Characteristics of the Genetic Code

The genetic code is so important to modern biology that Francis Crick compared its place to that of the periodic table of the elements in chemistry. We will now examine a number of features of the genetic code.

THE DEGENERACY OF THE CODE One amino acid is encoded by three consecutive nucleotides in mRNA, and each nucleotide can have one of four possible bases (A, G, C, and U), so there are 43 = 64 possible codons (Figure 11.5). Three of these codons are stop codons, which specify the end of translation, as we'll see shortly. Thus, 61 codons, called sense codons, encode amino acids. Because there are 61 sense codons and only 20 different amino acids commonly found in proteins, the code contains more information than is needed to specify the amino acids and is said to be degenerate.

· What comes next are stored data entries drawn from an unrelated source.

// src/lib.rs
pub mod components;
pub mod config;
pub mod health;
pub mod metrics;
pub mod server;

pub use health::{
    AggregateError, AggregatedHealth, AggregatorError, ComponentError, HealthAggregator,
    HealthComponent, HealthStatus,
};
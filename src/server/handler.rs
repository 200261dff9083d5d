// src/server/handler.rs
use hyper::header::{HeaderValue, ALLOW, CONTENT_TYPE};
use hyper::{Body, Method, Request, Response, StatusCode};
use serde::Serialize;
use std::collections::BTreeMap;
use std::convert::Infallible;
use std::sync::Arc;
use std::time::Instant;
use tower::Service;
use tracing::{error, info, info_span, warn, Instrument};
use uuid::Uuid;

use crate::health::{AggregateError, AggregatedHealth, HealthAggregator, HealthStatus};
use crate::metrics::{AggregationOutcome, MetricsCollector};

#[derive(Serialize)]
struct HealthReport<'a> {
    status: &'static str,
    checked_at: String,
    components: BTreeMap<&'a str, &'a HealthStatus>,
}

#[derive(Serialize)]
struct ErrorReport<'a> {
    status: &'static str,
    checked_at: String,
    error: String,
    #[serde(skip_serializing_if = "Option::is_none")]
    component: Option<&'a str>,
}

/// Serves the aggregated health of every registered component as JSON.
///
/// 200 when every component is healthy, 503 when any reports unhealthy and
/// 500 when the aggregation itself failed.
#[derive(Clone)]
pub struct HealthHandler {
    aggregator: HealthAggregator,
    path: Arc<str>,
    metrics: Option<Arc<MetricsCollector>>,
}

impl HealthHandler {
    pub fn new(aggregator: HealthAggregator, path: impl Into<String>) -> Self {
        let path: String = path.into();
        Self {
            aggregator,
            path: path.into(),
            metrics: None,
        }
    }

    pub fn with_metrics(mut self, metrics: Arc<MetricsCollector>) -> Self {
        metrics.set_registered_components(self.aggregator.len());
        self.metrics = Some(metrics);
        self
    }

    pub async fn handle(&self, req: Request<Body>) -> Response<Body> {
        if req.uri().path() != &*self.path {
            return text_response(StatusCode::NOT_FOUND, "Not Found");
        }

        if req.method() != Method::GET {
            let mut response = text_response(StatusCode::METHOD_NOT_ALLOWED, "Method Not Allowed");
            response
                .headers_mut()
                .insert(ALLOW, HeaderValue::from_static("GET"));
            return response;
        }

        let request_id = Uuid::new_v4();
        self.report()
            .instrument(info_span!("health_request", %request_id))
            .await
    }

    async fn report(&self) -> Response<Body> {
        let start = Instant::now();
        let result = self.aggregator.aggregate().await;
        let checked_at = chrono::Utc::now().to_rfc3339();

        let (outcome, response) = match &result {
            Ok(results) => self.render_results(results, checked_at),
            Err(e) => render_error(e, checked_at),
        };

        if let Some(metrics) = &self.metrics {
            metrics.record_aggregation(outcome, start.elapsed());
            match &result {
                Ok(results) => metrics.update_component_health(results),
                Err(e) => {
                    if let Some(component) = e.component() {
                        metrics.mark_component_failed(component);
                    }
                }
            }
        }

        response
    }

    fn render_results(
        &self,
        results: &AggregatedHealth,
        checked_at: String,
    ) -> (AggregationOutcome, Response<Body>) {
        let unhealthy: Vec<&str> = results
            .iter()
            .filter(|(_, status)| !status.is_healthy())
            .map(|(name, _)| name.as_str())
            .collect();

        let (outcome, status, code) = if unhealthy.is_empty() {
            info!("All {} components healthy", results.len());
            (AggregationOutcome::Healthy, "HEALTHY", StatusCode::OK)
        } else {
            warn!(
                "{}/{} components unhealthy: {:?}",
                unhealthy.len(),
                results.len(),
                unhealthy
            );
            (
                AggregationOutcome::Unhealthy,
                "UNHEALTHY",
                StatusCode::SERVICE_UNAVAILABLE,
            )
        };

        let report = HealthReport {
            status,
            checked_at,
            components: results
                .iter()
                .map(|(name, status)| (name.as_str(), status))
                .collect(),
        };

        (outcome, json_response(code, &report))
    }
}

fn render_error(e: &AggregateError, checked_at: String) -> (AggregationOutcome, Response<Body>) {
    error!("Health aggregation failed: {}", e);

    let report = ErrorReport {
        status: "ERROR",
        checked_at,
        error: e.to_string(),
        component: e.component(),
    };

    (
        AggregationOutcome::Error,
        json_response(StatusCode::INTERNAL_SERVER_ERROR, &report),
    )
}

fn json_response<T: Serialize>(code: StatusCode, body: &T) -> Response<Body> {
    match serde_json::to_vec(body) {
        Ok(bytes) => {
            let mut response = Response::new(Body::from(bytes));
            *response.status_mut() = code;
            response
                .headers_mut()
                .insert(CONTENT_TYPE, HeaderValue::from_static("application/json"));
            response
        }
        Err(e) => {
            error!("Failed to serialize health report: {}", e);
            text_response(StatusCode::INTERNAL_SERVER_ERROR, "Internal Server Error")
        }
    }
}

fn text_response(code: StatusCode, body: &'static str) -> Response<Body> {
    let mut response = Response::new(Body::from(body));
    *response.status_mut() = code;
    response
}

impl Service<Request<Body>> for HealthHandler {
    type Response = Response<Body>;
    type Error = Infallible;
    type Future = futures::future::BoxFuture<'static, Result<Self::Response, Self::Error>>;

    fn poll_ready(
        &mut self,
        _cx: &mut std::task::Context<'_>,
    ) -> std::task::Poll<Result<(), Self::Error>> {
        std::task::Poll::Ready(Ok(()))
    }

    fn call(&mut self, req: Request<Body>) -> Self::Future {
        let handler = self.clone();
        Box::pin(async move { Ok(handler.handle(req).await) })
    }
}
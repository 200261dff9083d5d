// src/components/tcp.rs
use crate::config::TcpComponentConfig;
use crate::health::{ComponentError, HealthComponent, HealthStatus};
use anyhow::anyhow;
use async_trait::async_trait;
use std::net::SocketAddr;
use std::time::Duration;
use tokio::net::{lookup_host, TcpStream};
use tokio::time::timeout;
use tracing::debug;

/// Healthy when a TCP connection to `address` can be opened.
pub struct TcpComponent {
    name: String,
    address: String,
    connect_timeout: Duration,
}

impl TcpComponent {
    pub fn new(
        name: impl Into<String>,
        address: impl Into<String>,
        connect_timeout: Duration,
    ) -> Self {
        Self {
            name: name.into(),
            address: address.into(),
            connect_timeout,
        }
    }

    pub fn from_config(config: &TcpComponentConfig) -> Self {
        Self::new(
            config.name.clone(),
            config.address.clone(),
            Duration::from_millis(config.timeout_ms),
        )
    }
}

#[async_trait]
impl HealthComponent for TcpComponent {
    fn name(&self) -> &str {
        &self.name
    }

    async fn health(&self) -> Result<HealthStatus, ComponentError> {
        let addr = match self.address.parse::<SocketAddr>() {
            Ok(addr) => addr,
            Err(_) => {
                let (host, port) = split_host_port(&self.address)?;
                match lookup_host((host, port)).await.map(|mut addrs| addrs.next()) {
                    Ok(Some(addr)) => addr,
                    Ok(None) => {
                        return Ok(HealthStatus::unhealthy(format!(
                            "{} did not resolve to any address",
                            self.address
                        )))
                    }
                    Err(e) => return Ok(HealthStatus::unhealthy(e.to_string())),
                }
            }
        };

        let status = match timeout(self.connect_timeout, TcpStream::connect(addr)).await {
            Ok(Ok(_stream)) => HealthStatus::Healthy,
            Ok(Err(e)) => HealthStatus::unhealthy(e.to_string()),
            Err(_) => HealthStatus::unhealthy("connect timeout"),
        };

        debug!("TCP check {} against {}: {}", self.name, addr, status);
        Ok(status)
    }
}

/// `host:port`; only the shape is checked here, resolution happens per check.
fn split_host_port(address: &str) -> Result<(&str, u16), ComponentError> {
    let (host, port) = address
        .rsplit_once(':')
        .ok_or_else(|| anyhow!("{} is not a host:port address", address))?;
    if host.is_empty() {
        return Err(anyhow!("{} has no host", address));
    }
    let port = port
        .parse::<u16>()
        .map_err(|e| anyhow!("{} has an invalid port: {}", address, e))?;
    Ok((host.trim_start_matches('[').trim_end_matches(']'), port))
}
// src/core/sensor/writer.rs

//! Durably persists numeric values to sensor files.
//!
//! The fan-control application polls these files at its own cadence, so a
//! write must never expose a half-written value: each write goes to a
//! temporary file in the same directory and is renamed over the destination.

use crate::core::BridgeError;
use std::collections::HashMap;
use std::path::{Path, PathBuf};
use tracing::trace;

/// The "no valid data currently available" value the fan-control side
/// understands. Every bound sensor file must read this after shutdown.
pub const SENTINEL: &str = "-1.00";

/// Formats a sensor value exactly as it appears on disk: two fractional
/// digits, no trailing newline.
pub fn format_value(value: f64) -> String {
    format!("{value:.2}")
}

/// Writes sensor values atomically, remembering the last value written per
/// path so unchanged updates can skip the filesystem entirely.
#[derive(Debug, Default)]
pub struct SensorWriter {
    last_written: HashMap<PathBuf, String>,
}

impl SensorWriter {
    pub fn new() -> Self {
        Self::default()
    }

    /// Persists `value` to `path`. Returns without touching the filesystem
    /// when the formatted value matches the last one written to that path.
    pub async fn write_value(&mut self, path: &Path, value: f64) -> Result<(), BridgeError> {
        let formatted = format_value(value);
        if self
            .last_written
            .get(path)
            .is_some_and(|prev| *prev == formatted)
        {
            trace!("Value for {} unchanged ({formatted}). Skipping write.", path.display());
            return Ok(());
        }
        write_atomic(path, &formatted).await?;
        self.last_written.insert(path.to_path_buf(), formatted);
        Ok(())
    }

    /// Writes the sentinel unconditionally. The suppression cache is not
    /// consulted: a reset must land on disk even if the cache believes the
    /// sentinel is already there.
    pub async fn write_sentinel(&mut self, path: &Path) -> Result<(), BridgeError> {
        write_atomic(path, SENTINEL).await?;
        self.last_written
            .insert(path.to_path_buf(), SENTINEL.to_string());
        Ok(())
    }

    /// Drops the last-written memory, forcing the next update per path to
    /// hit the filesystem. Required after an external pass rewrites the
    /// files behind the writer's back.
    pub fn invalidate(&mut self) {
        self.last_written.clear();
    }
}

/// Writes `contents` to a randomized temporary sibling of `path`, then
/// renames it over the destination. The temporary file is removed again if
/// either step fails.
pub(crate) async fn write_atomic(path: &Path, contents: &str) -> Result<(), BridgeError> {
    let mut temp_os = path.as_os_str().to_os_string();
    temp_os.push(format!(".tmp.{}", rand::random::<u32>()));
    let temp_path = PathBuf::from(temp_os);

    if let Err(e) = tokio::fs::write(&temp_path, contents).await {
        let _ = tokio::fs::remove_file(&temp_path).await;
        return Err(e.into());
    }
    if let Err(e) = tokio::fs::rename(&temp_path, path).await {
        let _ = tokio::fs::remove_file(&temp_path).await;
        return Err(e.into());
    }
    Ok(())
}
// src/bridge/mod.rs

//! The top-level bridge task: wires the session worker to the sensor
//! pipeline and guarantees the terminal reset pass on every exit path.

use crate::config::Config;
use crate::core::PropertyTable;
use crate::core::sensor::reset_sensors;
use anyhow::{Context, Result};
use std::sync::Arc;
use tokio::sync::{broadcast, mpsc};
use tracing::error;

pub mod control;
mod worker;

pub use control::{ControlCommand, spawn_stdin_listener};
pub use worker::SessionWorker;

/// Runs the bridge until a stop command or shutdown signal arrives, then
/// performs the unconditional sensor reset. The reset runs exactly once per
/// process run and cannot be skipped by an error in an earlier stage — this
/// is the invariant the whole design hangs on: no termination path may
/// leave a stale sensor value behind.
pub async fn run(
    config: Config,
    control_rx: mpsc::Receiver<ControlCommand>,
    shutdown_rx: broadcast::Receiver<()>,
) -> Result<()> {
    let config = Arc::new(config);
    let table = Arc::new(PropertyTable::from_config(&config));

    let result = run_session(config.clone(), table.clone(), control_rx, shutdown_rx).await;

    if let Err(e) = reset_sensors(&config.sensor_dir, &table).await {
        error!("Sensor reset on shutdown failed: {e}");
    }

    result
}

/// Startup and the session loop proper. A failure to create the sensor
/// directory is fatal, but the caller still lands on the reset pass.
async fn run_session(
    config: Arc<Config>,
    table: Arc<PropertyTable>,
    control_rx: mpsc::Receiver<ControlCommand>,
    shutdown_rx: broadcast::Receiver<()>,
) -> Result<()> {
    tokio::fs::create_dir_all(&config.sensor_dir)
        .await
        .with_context(|| {
            format!(
                "Failed to create sensor directory '{}'",
                config.sensor_dir.display()
            )
        })?;

    SessionWorker::new(config, table)
        .run(shutdown_rx, control_rx)
        .await;
    Ok(())
}
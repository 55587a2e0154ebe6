// src/core/protocol/line_frame.rs

//! Implements the line-reassembly `Decoder` used over the property stream.
//!
//! The wire protocol has no framing beyond newlines, and TCP is free to split
//! or merge writes, so the decoder accumulates bytes in the caller's buffer
//! and only ever yields complete, delimiter-terminated lines. Any partial
//! line stays buffered until its `\n` arrives.

use crate::core::BridgeError;
use bytes::{Buf, BytesMut};
use tokio_util::codec::Decoder;

/// Upper bound on how many bytes may accumulate without a delimiter.
/// A well-behaved property server emits short lines; anything beyond this
/// is a protocol violation and the connection is torn down.
const MAX_LINE_LEN: usize = 64 * 1024;

/// A `tokio_util::codec` decoder that turns an arbitrary byte stream into
/// discrete text lines: newline-delimited, delimiter stripped, surrounding
/// whitespace (including any `\r`) trimmed.
#[derive(Debug, Default)]
pub struct LineFrameCodec;

impl Decoder for LineFrameCodec {
    type Item = String;
    type Error = BridgeError;

    /// Yields the next complete line, or `Ok(None)` when the buffer holds at
    /// most a partial line. The buffer is only advanced past complete lines.
    fn decode(&mut self, src: &mut BytesMut) -> Result<Option<Self::Item>, Self::Error> {
        match src.iter().position(|&b| b == b'\n') {
            Some(pos) => {
                let line = String::from_utf8_lossy(&src[..pos]).trim().to_string();
                src.advance(pos + 1);
                Ok(Some(line))
            }
            None if src.len() > MAX_LINE_LEN => Err(BridgeError::LineTooLong(src.len())),
            None => Ok(None),
        }
    }
}
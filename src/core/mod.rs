// src/core/mod.rs

//! The central module containing the core logic and data structures of windbridge.

pub mod bindings;
pub mod errors;
pub mod protocol;
pub mod sensor;

pub use bindings::PropertyTable;
pub use errors::BridgeError;
pub use protocol::{LineFrameCodec, PropertyUpdate};
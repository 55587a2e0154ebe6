use windbridge::BridgeError;
use windbridge::core::protocol::{NULL_VALUE, parse_line};

#[test]
fn test_parse_valid_line() {
    let update = parse_line("Property Wind.Center double 0.753").unwrap();
    assert_eq!(update.name, "Wind.Center");
    assert_eq!(update.type_tag, "double");
    assert_eq!(update.raw_value, "0.753");
    assert!(!update.is_null());
    assert_eq!(update.numeric_value().unwrap(), 0.753);
}

#[test]
fn test_value_keeps_internal_whitespace() {
    let update = parse_line("Property Session.Name string Race at Monza").unwrap();
    assert_eq!(update.name, "Session.Name");
    assert_eq!(update.type_tag, "string");
    assert_eq!(update.raw_value, "Race at Monza");
}

#[test]
fn test_whitespace_runs_between_fields_are_tolerated() {
    let update = parse_line("Property  Wind.Center   double  1.5").unwrap();
    assert_eq!(update.name, "Wind.Center");
    assert_eq!(update.type_tag, "double");
    assert_eq!(update.raw_value, "1.5");
}

#[test]
fn test_null_sentinel_is_recognized() {
    let update = parse_line("Property Wind.Center double (null)").unwrap();
    assert!(update.is_null());
    assert_eq!(update.raw_value, NULL_VALUE);
}

#[test]
fn test_non_property_lines_yield_no_update() {
    assert!(parse_line("").is_none());
    assert!(parse_line("Prop Wind.Center double 1").is_none());
    assert!(parse_line("property Wind.Center double 1").is_none());
    assert!(parse_line("PropertyWind.Center double 1").is_none());
    assert!(parse_line("Subscribed Wind.Center").is_none());
}

#[test]
fn test_short_lines_yield_no_update() {
    assert!(parse_line("Property").is_none());
    assert!(parse_line("Property Wind.Center").is_none());
    assert!(parse_line("Property Wind.Center double").is_none());
    assert!(parse_line("Property Wind.Center double ").is_none());
}

#[test]
fn test_non_numeric_value_is_a_typed_error() {
    let update = parse_line("Property Wind.Center double oops").unwrap();
    let err = update.numeric_value().unwrap_err();
    assert!(matches!(err, BridgeError::InvalidValue(v) if v == "oops"));
}

#[test]
fn test_negative_and_integer_values_parse() {
    let update = parse_line("Property Wind.Center double -1").unwrap();
    assert_eq!(update.numeric_value().unwrap(), -1.0);
    let update = parse_line("Property Wind.Center int 42").unwrap();
    assert_eq!(update.numeric_value().unwrap(), 42.0);
}
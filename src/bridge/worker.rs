// src/bridge/worker.rs

//! Implements the resilient streaming client.
//!
//! The worker owns the entire TCP socket lifecycle: connect with a bounded
//! timeout, subscribe to every bound property, feed received bytes through
//! the line decoder into the dispatch pipeline, and reconnect with a fixed
//! delay whenever the peer goes away. Every phase stays responsive to the
//! shutdown signal and the control channel.

use crate::bridge::control::ControlCommand;
use crate::config::Config;
use crate::core::protocol::parse_line;
use crate::core::sensor::{SensorWriter, reset_sensors};
use crate::core::{BridgeError, LineFrameCodec, PropertyTable};
use bytes::BytesMut;
use std::sync::Arc;
use tokio::io::{AsyncReadExt, AsyncWriteExt};
use tokio::net::TcpStream;
use tokio::sync::{broadcast, mpsc};
use tokio_util::codec::Decoder;
use tracing::{debug, info, trace, warn};

/// Initial capacity of the receive buffer. One read rarely carries more
/// than a handful of property lines.
const READ_BUF_CAPACITY: usize = 4096;

/// Socket lifecycle state, owned exclusively by the worker.
#[derive(Debug, Clone, Copy, PartialEq, Eq)]
enum ConnectionState {
    Disconnected,
    Connecting,
    Subscribed,
    Faulted,
}

/// Why the read loop handed control back to the outer session loop.
enum StreamEnd {
    /// Stop requested or shutdown signalled; leave the session loop.
    Terminate,
    /// The connection is gone; reconnect after the configured delay.
    Disconnected,
}

/// The session worker: connection manager and dispatch loop in one task.
pub struct SessionWorker {
    config: Arc<Config>,
    table: Arc<PropertyTable>,
    writer: SensorWriter,
    state: ConnectionState,
    parse_errors: u64,
    control_closed: bool,
}

impl SessionWorker {
    pub fn new(config: Arc<Config>, table: Arc<PropertyTable>) -> Self {
        Self {
            config,
            table,
            writer: SensorWriter::new(),
            state: ConnectionState::Disconnected,
            parse_errors: 0,
            control_closed: false,
        }
    }

    /// The main session loop. Runs until a stop command or shutdown signal
    /// arrives; connectivity failures never end it.
    pub async fn run(
        mut self,
        mut shutdown_rx: broadcast::Receiver<()>,
        mut control_rx: mpsc::Receiver<ControlCommand>,
    ) {
        info!("Session worker started.");
        loop {
            let control_open = !self.control_closed;
            let connected = tokio::select! {
                biased;

                _ = shutdown_rx.recv() => {
                    info!("Session worker shutting down.");
                    return;
                }
                cmd = control_rx.recv(), if control_open => {
                    if self.handle_control(cmd).await {
                        return;
                    }
                    continue;
                }
                connected = self.connect_and_subscribe() => connected,
            };

            let Some(stream) = connected else {
                if self.wait_reconnect(&mut shutdown_rx, &mut control_rx).await {
                    return;
                }
                continue;
            };

            match self
                .stream_updates(stream, &mut shutdown_rx, &mut control_rx)
                .await
            {
                StreamEnd::Terminate => return,
                StreamEnd::Disconnected => {
                    if self.wait_reconnect(&mut shutdown_rx, &mut control_rx).await {
                        return;
                    }
                }
            }
        }
    }

    /// Opens a connection to the property server within the configured
    /// timeout and sends one subscribe command per bound property. Any
    /// failure is logged and reported as `None`; it is never fatal.
    async fn connect_and_subscribe(&mut self) -> Option<TcpStream> {
        let addr = format!("{}:{}", self.config.host, self.config.port);
        self.set_state(ConnectionState::Connecting);

        let connect = TcpStream::connect(&addr);
        let mut stream = match tokio::time::timeout(self.config.connect_timeout, connect).await {
            Ok(Ok(stream)) => stream,
            Ok(Err(e)) => {
                warn!("Connection to {addr} failed: {e}");
                self.set_state(ConnectionState::Disconnected);
                return None;
            }
            Err(_) => {
                warn!(
                    "Connection attempt to {addr} timed out after {:?}.",
                    self.config.connect_timeout
                );
                self.set_state(ConnectionState::Disconnected);
                return None;
            }
        };
        info!("Connected to property server at {addr}.");

        let table = self.table.clone();
        for name in table.names() {
            let command = format!("subscribe {name}\n");
            if let Err(e) = stream.write_all(command.as_bytes()).await {
                warn!("Failed to subscribe to {name}: {e}");
                self.set_state(ConnectionState::Disconnected);
                return None;
            }
            info!("Subscribed to property: {name}");
        }

        self.set_state(ConnectionState::Subscribed);
        Some(stream)
    }

    /// The read/dispatch loop over one live connection. A read timeout is
    /// an expected no-data tick and neither reconnects nor resets; zero
    /// bytes means the peer closed; everything else is a socket fault.
    async fn stream_updates(
        &mut self,
        mut stream: TcpStream,
        shutdown_rx: &mut broadcast::Receiver<()>,
        control_rx: &mut mpsc::Receiver<ControlCommand>,
    ) -> StreamEnd {
        let mut codec = LineFrameCodec;
        let mut buf = BytesMut::with_capacity(READ_BUF_CAPACITY);

        loop {
            let control_open = !self.control_closed;
            tokio::select! {
                biased;

                _ = shutdown_rx.recv() => {
                    info!("Session worker shutting down.");
                    return StreamEnd::Terminate;
                }
                cmd = control_rx.recv(), if control_open => {
                    if self.handle_control(cmd).await {
                        return StreamEnd::Terminate;
                    }
                }
                read = tokio::time::timeout(self.config.read_timeout, stream.read_buf(&mut buf)) => {
                    match read {
                        // No data this tick. Deliberately not a reconnect:
                        // brief stream pauses must not cause value flicker.
                        Err(_elapsed) => continue,
                        Ok(Ok(0)) => {
                            info!("Connection closed by server. Retrying...");
                            self.set_state(ConnectionState::Disconnected);
                            return StreamEnd::Disconnected;
                        }
                        Ok(Ok(_)) => {
                            if let Err(e) = self.drain_lines(&mut codec, &mut buf).await {
                                warn!("Protocol error on property stream: {e}. Reconnecting...");
                                self.set_state(ConnectionState::Faulted);
                                return StreamEnd::Disconnected;
                            }
                        }
                        Ok(Err(e)) => {
                            warn!("Socket error on property stream: {e}. Reconnecting...");
                            self.set_state(ConnectionState::Faulted);
                            return StreamEnd::Disconnected;
                        }
                    }
                }
            }
        }
    }

    /// Extracts every complete line currently buffered and dispatches it.
    /// At most one partial line remains buffered afterwards.
    async fn drain_lines(
        &mut self,
        codec: &mut LineFrameCodec,
        buf: &mut BytesMut,
    ) -> Result<(), BridgeError> {
        while let Some(line) = codec.decode(buf)? {
            self.dispatch_line(&line).await;
        }
        Ok(())
    }

    /// Parses one line and writes the value to its bound sensor file.
    /// Unparseable lines, unknown properties, and null values produce no
    /// write; a bad numeric value is logged and counted but never fatal.
    async fn dispatch_line(&mut self, line: &str) {
        let Some(update) = parse_line(line) else {
            return;
        };
        let Some(path) = self.table.resolve(&update.name) else {
            return;
        };
        if update.is_null() {
            trace!("Property {} has no current value. Skipping.", update.name);
            return;
        }
        match update.numeric_value() {
            Ok(value) => {
                if let Err(e) = self.writer.write_value(path, value).await {
                    warn!("Failed to write sensor file {}: {e}", path.display());
                }
            }
            Err(e) => {
                self.parse_errors += 1;
                if self.config.log_parse_errors {
                    warn!("Dropping update for {}: {e} (total: {})", update.name, self.parse_errors);
                }
            }
        }
    }

    /// Waits the fixed reconnect delay, still honoring shutdown and control
    /// traffic. A reset command cuts the wait short, which only means the
    /// next connect attempt comes sooner. Returns true to leave the session
    /// loop.
    async fn wait_reconnect(
        &mut self,
        shutdown_rx: &mut broadcast::Receiver<()>,
        control_rx: &mut mpsc::Receiver<ControlCommand>,
    ) -> bool {
        let delay = self.config.reconnect_delay;
        debug!("Waiting {delay:?} before reconnecting.");
        let control_open = !self.control_closed;
        tokio::select! {
            biased;

            _ = shutdown_rx.recv() => {
                info!("Session worker shutting down during reconnect delay.");
                true
            }
            cmd = control_rx.recv(), if control_open => self.handle_control(cmd).await,
            _ = tokio::time::sleep(delay) => false,
        }
    }

    /// Applies one control command. Returns true when the session loop must
    /// terminate.
    async fn handle_control(&mut self, cmd: Option<ControlCommand>) -> bool {
        match cmd {
            Some(ControlCommand::Stop) => {
                info!("Stop requested.");
                true
            }
            Some(ControlCommand::Reset) => {
                info!("Reset requested.");
                if let Err(e) = reset_sensors(&self.config.sensor_dir, &self.table).await {
                    warn!("Sensor reset failed: {e}");
                }
                // The files now read the sentinel; the next update must not
                // be suppressed even if its value was seen before the reset.
                self.writer.invalidate();
                false
            }
            None => {
                debug!("Control channel closed.");
                self.control_closed = true;
                false
            }
        }
    }

    fn set_state(&mut self, next: ConnectionState) {
        if self.state != next {
            debug!("Connection state: {:?} -> {next:?}", self.state);
            self.state = next;
        }
    }
}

This expression does not mean that the genetic code is depraved; degenerate is a term that Francis Crick borrowed from quantum physics, where it describes multiple physical states that have equivalent meaning. The degeneracy of the genetic code means that amino acids may be specified by more than one codon. Only tryptophan and methionine are encoded by a single codon (see Figure 11.5). Other amino acids are specified by two or more codons, and some, such as leucine, are specified by six different codons. Codons that specify the same amino acid are said to be synonymous codons, just as synonymous words are different words that have the same meaning.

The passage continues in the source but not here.